Alex Ferraz

Alunas do Rio levam filme a festival na Alemanha

Duas estudantes de uma escola pública da Zona Norte do Rio de Janeiro vão representar o Brasil em um dos mais importantes encontros internacionais de cinema voltados à juventude. Nathaly Hiara Alves Moraes e Ana Julia Vital de Souza, ambas de 14 anos, participam do evento À Nous Le Cinéma!, que acontece de 8 a 10 de junho, em Frankfurt, na Alemanha.

Alunas do Ginásio Experimental Tecnológico (GET) Brant Horta, na Penha Circular, elas apresentarão o curta-metragem Girando para o Futuro, produzido dentro do Programa Imagens em Movimento (PIM), iniciativa que há 15 anos promove oficinas de cinema em escolas públicas brasileiras.

Representação brasileira em cenário internacional

O encontro será realizado no Deutsches Filminstitut & Filmmuseum e reunirá estudantes, educadores e cineastas de 15 países. Além disso, a programação prevê debates e atividades com a participação ativa dos jovens, que terão espaço para compartilhar suas produções e visões sobre o cinema.

As duas estudantes brasileiras terão, portanto, uma dupla missão: exibir o filme e representar os alunos de escolas públicas do país diante de uma plateia com mais de 500 pessoas, formada por profissionais do audiovisual, professores e estudantes de diferentes partes do mundo.

Enquanto isso, o evento contará ainda com a presença das cineastas francesas Claire Simon e Claire Burger, convidadas como madrinhas desta edição.

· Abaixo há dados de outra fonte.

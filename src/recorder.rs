//! Binding recorder: the capture state machine behind "press a key to rebind".
//!
//! A session pauses normal dispatch, marks the target slot as recording, and listens for the
//! next confirmed physical input. Whichever way the session ends (commit, cancel, or being
//! replaced by a new session) the slot is restored if nothing was captured and dispatch is
//! resumed.

use crate::binding::{key_combo, AxisBinding, BindingKey, BindingStore, ClickBinding, KeyBinding};
use crate::input::raw::{KeyEdge, RawInputEvent};
use crate::input::InputManager;
use std::collections::VecDeque;

/// Consecutive same-axis readings required before an axis is accepted.
pub const DEFAULT_AXIS_CAPTURE_WINDOW: usize = 7;

/// Current recorder state.
#[derive(Debug, Clone, PartialEq)]
pub enum RecorderState {
    Idle,
    RecordingKey {
        target: BindingKey,
        original: Option<ClickBinding>,
        /// Combo held at the last key-down; shown live while recording.
        combo: Option<String>,
    },
    RecordingAxis {
        target: String,
        original: Option<AxisBinding>,
        /// Most recent `(gamepad_index, axis_index)` readings, oldest first.
        window: VecDeque<(usize, usize)>,
    },
}

/// A binding written to the store by a completed session.
#[derive(Debug, Clone, PartialEq)]
pub enum Capture {
    Click {
        target: BindingKey,
        binding: ClickBinding,
    },
    Axis {
        target: String,
        binding: AxisBinding,
    },
}

/// What the recorder did with an event.
#[derive(Debug, Clone, PartialEq)]
pub enum RecorderOutcome {
    /// No session is active; the event belongs to normal dispatch.
    Ignored,
    /// Consumed by the active session, which keeps recording.
    Pending,
    /// Consumed and completed the session.
    Committed(Capture),
}

#[derive(Debug)]
pub struct BindingRecorder {
    state: RecorderState,
    axis_window: usize,
}

impl BindingRecorder {
    pub fn new() -> Self {
        Self::with_axis_window(DEFAULT_AXIS_CAPTURE_WINDOW)
    }

    pub fn with_axis_window(axis_window: usize) -> Self {
        Self {
            state: RecorderState::Idle,
            axis_window: axis_window.max(1),
        }
    }

    pub fn state(&self) -> &RecorderState {
        &self.state
    }

    pub fn is_active(&self) -> bool {
        !matches!(self.state, RecorderState::Idle)
    }

    /// Combo currently held while recording a key.
    pub fn live_combo(&self) -> Option<&str> {
        match &self.state {
            RecorderState::RecordingKey { combo, .. } => combo.as_deref(),
            _ => None,
        }
    }

    /// Start capturing a key combo or gamepad button for `target`.
    pub fn begin_key(
        &mut self,
        target: BindingKey,
        store: &mut BindingStore,
        manager: &mut InputManager,
    ) {
        self.finish(store, manager);
        manager.stop(false);
        let original = store.begin_click_capture(&target);
        log::info!("started recording for action: {target}");
        self.state = RecorderState::RecordingKey {
            target,
            original,
            combo: None,
        };
    }

    /// Start capturing a gamepad axis for the range action `target`.
    pub fn begin_axis(
        &mut self,
        target: impl Into<String>,
        store: &mut BindingStore,
        manager: &mut InputManager,
    ) {
        self.finish(store, manager);
        let target = target.into();
        manager.stop(false);
        let original = store.begin_axis_capture(&target);
        log::info!("started recording axis for action: {target}");
        self.state = RecorderState::RecordingAxis {
            target,
            original,
            window: VecDeque::with_capacity(self.axis_window),
        };
    }

    /// Feed one raw event to the active session.
    pub fn handle_event(
        &mut self,
        event: &RawInputEvent,
        store: &mut BindingStore,
        manager: &mut InputManager,
    ) -> RecorderOutcome {
        let capture = match (&mut self.state, event) {
            (RecorderState::Idle, _) | (_, RawInputEvent::GamepadConnected { .. }) => {
                return RecorderOutcome::Ignored;
            }
            (RecorderState::RecordingKey { target, combo, .. }, RawInputEvent::Key(key)) => {
                match key.edge {
                    KeyEdge::Down => {
                        let held = key_combo(&key.active_keys);
                        *combo = (!held.is_empty()).then_some(held);
                        None
                    }
                    KeyEdge::Up => combo
                        .as_deref()
                        .and_then(KeyBinding::parse)
                        .map(|binding| Capture::Click {
                            target: target.clone(),
                            binding: binding.into(),
                        }),
                }
            }
            (RecorderState::RecordingKey { target, .. }, RawInputEvent::Button(button))
                if button.pressed =>
            {
                Some(Capture::Click {
                    target: target.clone(),
                    binding: ClickBinding::button(button.gamepad_index, button.button_index),
                })
            }
            (
                RecorderState::RecordingAxis {
                    target,
                    original,
                    window,
                },
                RawInputEvent::Axis(axis),
            ) => {
                let identity = (axis.gamepad_index, axis.axis_index);
                if window.len() == self.axis_window {
                    window.pop_front();
                }
                window.push_back(identity);
                let settled =
                    window.len() == self.axis_window && window.iter().all(|seen| *seen == identity);
                settled.then(|| Capture::Axis {
                    target: target.clone(),
                    binding: reshape(original.as_ref(), identity),
                })
            }
            _ => None,
        };

        let Some(capture) = capture else {
            return RecorderOutcome::Pending;
        };
        match &capture {
            Capture::Click { target, binding } => {
                log::info!("setting {target} to {binding:?}");
                store.set_click(target.clone(), binding.clone());
            }
            Capture::Axis { target, binding } => {
                log::info!("setting {target} to {binding:?}");
                store.set_axis(target.clone(), binding.clone());
            }
        }
        self.finish(store, manager);
        RecorderOutcome::Committed(capture)
    }

    /// End the active session: restore the original binding if nothing was captured, then
    /// resume dispatch. No-op when idle.
    pub fn finish(&mut self, store: &mut BindingStore, manager: &mut InputManager) {
        match std::mem::replace(&mut self.state, RecorderState::Idle) {
            RecorderState::Idle => return,
            RecorderState::RecordingKey {
                target, original, ..
            } => {
                store.restore_click(&target, original);
                log::info!("stopped recording for action: {target}");
            }
            RecorderState::RecordingAxis {
                target, original, ..
            } => {
                store.restore_axis(&target, original);
                log::info!("stopped recording axis for action: {target}");
            }
        }
        manager.start();
    }
}

impl Default for BindingRecorder {
    fn default() -> Self {
        Self::new()
    }
}

/// New axis identity, keeping the shaping (deadzone, inversion, velocity) of the replaced binding.
fn reshape(original: Option<&AxisBinding>, (gamepad_index, axis_index): (usize, usize)) -> AxisBinding {
    match original {
        Some(original) => AxisBinding {
            gamepad_index,
            axis_index,
            ..original.clone()
        },
        None => AxisBinding::new(gamepad_index, axis_index),
    }
}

História que nasce na Vila da Penha

Produzido na Vila da Penha, o curta Girando para o Futuro acompanha a trajetória de Helena, uma menina que precisa se adaptar a um novo bairro e a uma nova escola. Sem conhecer ninguém, ela enfrenta desafios típicos desse processo de mudança.

Ao conhecer Rafaela, que a convida para uma aula de balé, a personagem encontra na dança um espaço de acolhimento e descoberta. No entanto, enfrenta também a resistência da família, o que adiciona tensão à narrativa. Dessa forma, a arte surge como ferramenta de transformação, ajudando Helena a construir novas relações e a se integrar ao ambiente.

Cinema periférico ganha o mundo

A participação das estudantes no evento simboliza mais do que uma conquista individual. Trata-se, sobretudo, do reconhecimento da potência criativa presente nas escolas públicas e nos territórios periféricos do Rio de Janeiro.

“É uma grande alegria poder levar um cinema feito por estudantes, um cinema feito na Vila da Penha, um cinema periférico que retrata o olhar desses jovens sobre o mundo a partir de uma perspectiva brasileira que mostra um pouco da nossa realidade nesse contexto internacional. As meninas vão representar as escolas públicas do Brasil em um encontro internacional importante, ao lado de cineastas e educadores de diversos países”, destaca Ana Dillon, diretora do Programa Imagens em Movimento.

Formação que transforma trajetórias

Ao longo de 15 anos, o Programa Imagens em Movimento tem se consolidado como uma importante ferramenta de formação para jovens da rede pública. A iniciativa busca estimular o desenvolvimento individual por meio do audiovisual, oferecendo oficinas teóricas e práticas de cinema.

Até agora, o programa já impactou cerca de três mil estudantes de 153 escolas públicas nos estados do Rio de Janeiro, Bahia, Minas Gerais, Espírito Santo e São Paulo. Além disso, resultou na produção de 229 curtas-metragens, ampliando o acesso ao cinema como linguagem e possibilidade de expressão.

Por fim, a presença de Nathaly e Ana Julia no evento internacional reforça como iniciativas educacionais e culturais podem abrir caminhos e conectar histórias locais a espaços globais.